Data section:

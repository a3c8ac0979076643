//! Geocoding Backend Port
//!
//! Defines the interface for resolving a free-form address to coordinates.

use crate::domain::entities::GeocodeHit;
use crate::domain::errors::GeocodeError;
use async_trait::async_trait;

/// Backend that turns an address string into coordinates.
///
/// Implementations classify their failures: `Ok(None)` when the provider
/// affirmatively has no match, `GeocodeError::Transient` when a retry may
/// help, `GeocodeError::Unexpected` otherwise. Backends must tolerate being
/// called several times per run.
#[async_trait]
pub trait GeocodingBackend: Send + Sync {
    /// Short provider name used in logs.
    fn name(&self) -> &str;

    /// Search for `address`.
    async fn search(&self, address: &str) -> Result<Option<GeocodeHit>, GeocodeError>;
}
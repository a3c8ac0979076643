//! Application Layer
//!
//! Use cases built on the domain ports: extraction, the two resolvers and
//! the pipeline that drives them.

pub mod boundary_resolver;
pub mod context;
pub mod entity_extractor;
pub mod geocode_resolver;
pub mod resolution_service;

#[cfg(test)]
pub(crate) mod test_support;

pub use boundary_resolver::BoundaryResolver;
pub use context::ResolutionContext;
pub use entity_extractor::EntityExtractor;
pub use geocode_resolver::GeocodeResolver;
pub use resolution_service::{PipelineError, PipelineSettings, ResolutionOutcome, ResolutionService};
//! Adapters
//!
//! Inbound adapters drive the application (HTTP API); outbound adapters
//! implement the domain ports against external services.

pub mod inbound;
pub mod outbound;
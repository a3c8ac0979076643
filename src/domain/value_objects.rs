//! Value Objects - Immutable domain primitives
//!
//! Value objects are identified by their value rather than identity.
//! They are immutable and can be freely shared.

use serde::{Deserialize, Serialize};

/// Reason a geocode lookup produced no coordinates.
///
/// Every variant is a normal, per-lookup outcome. None of them fail a
/// resolution run; they only exclude the mention from the output.
#[derive(Debug, Clone, Copy, PartialEq, Eq, Hash, Serialize, Deserialize)]
#[serde(rename_all = "snake_case")]
pub enum ErrorKind {
    /// The backend answered and had no match for the address
    NotFound,
    /// The backend stayed unreachable through every retry
    TransientUnavailable,
    /// Malformed response or an unclassified transport failure
    Unexpected,
}

impl ErrorKind {
    /// Convert to string representation.
    pub fn as_str(&self) -> &'static str {
        match self {
            Self::NotFound => "not_found",
            Self::TransientUnavailable => "transient_unavailable",
            Self::Unexpected => "unexpected",
        }
    }
}

impl std::fmt::Display for ErrorKind {
    fn fmt(&self, f: &mut std::fmt::Formatter<'_>) -> std::fmt::Result {
        write!(f, "{}", self.as_str())
    }
}

/// Visual style attached to every emitted country feature.
///
/// The values are constants of the map front end, not computed per country.
#[derive(Debug, Clone, PartialEq, Serialize, Deserialize)]
#[serde(rename_all = "camelCase")]
pub struct FeatureStyle {
    pub fill_color: String,
    pub stroke_color: String,
    pub fill_opacity: f64,
    pub stroke_width: u32,
}

impl Default for FeatureStyle {
    fn default() -> Self {
        Self {
            fill_color: "#000000".to_string(),
            stroke_color: "#000000".to_string(),
            fill_opacity: 0.5,
            stroke_width: 1,
        }
    }
}
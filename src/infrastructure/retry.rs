//! Retry Policy
//!
//! Bounded retry with a fixed pause between attempts.

use std::future::Future;
use std::time::Duration;
use tokio::time::sleep;
use tracing::{debug, warn};

/// Retry configuration.
#[derive(Debug, Clone, Copy, PartialEq, Eq)]
pub struct RetryPolicy {
    /// Total attempts, including the first one
    pub max_attempts: u32,
    /// Pause between consecutive attempts
    pub delay: Duration,
}

impl Default for RetryPolicy {
    fn default() -> Self {
        Self {
            max_attempts: 3,
            delay: Duration::from_secs(2),
        }
    }
}

impl RetryPolicy {
    pub fn new(max_attempts: u32, delay: Duration) -> Self {
        Self {
            max_attempts: max_attempts.max(1),
            delay,
        }
    }

    /// Run `operation` until it succeeds, fails with an error that
    /// `is_retryable` rejects, or the attempts run out.
    ///
    /// The closure receives the 1-based attempt number. The last error is
    /// returned when every attempt fails.
    pub async fn run<T, E, F, Fut, R>(
        &self,
        operation_name: &str,
        mut operation: F,
        is_retryable: R,
    ) -> Result<T, E>
    where
        F: FnMut(u32) -> Fut,
        Fut: Future<Output = Result<T, E>>,
        R: Fn(&E) -> bool,
        E: std::fmt::Display,
    {
        let max_attempts = self.max_attempts.max(1);
        let mut attempt = 1;
        loop {
            match operation(attempt).await {
                Ok(value) => {
                    if attempt > 1 {
                        debug!("{} succeeded on attempt {}", operation_name, attempt);
                    }
                    return Ok(value);
                }
                Err(e) if is_retryable(&e) && attempt < max_attempts => {
                    warn!(
                        "{} failed (attempt {}/{}): {}; retrying in {:?}",
                        operation_name, attempt, max_attempts, e, self.delay
                    );
                    sleep(self.delay).await;
                    attempt += 1;
                }
                Err(e) => {
                    debug!(
                        "{} gave up after {} attempt(s): {}",
                        operation_name, attempt, e
                    );
                    return Err(e);
                }
            }
        }
    }
}
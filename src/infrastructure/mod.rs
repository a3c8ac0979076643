//! Infrastructure Layer
//!
//! Shared runtime components: the lookup cache, the outbound concurrency
//! gate, retry timing and shutdown coordination.

pub mod concurrency_limiter;
pub mod result_cache;
pub mod retry;
pub mod shutdown;

pub use concurrency_limiter::{ConcurrencyLimiter, LimiterClosed, LimiterConfig, LimiterPermit};
pub use result_cache::{CacheNamespace, ResultCache};
pub use retry::RetryPolicy;
pub use shutdown::{shutdown_signal, RunGuard, ShutdownController};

Assigned task: Tally the lines of the data that contain the word "ports", and give only that tally.

Solution below: 2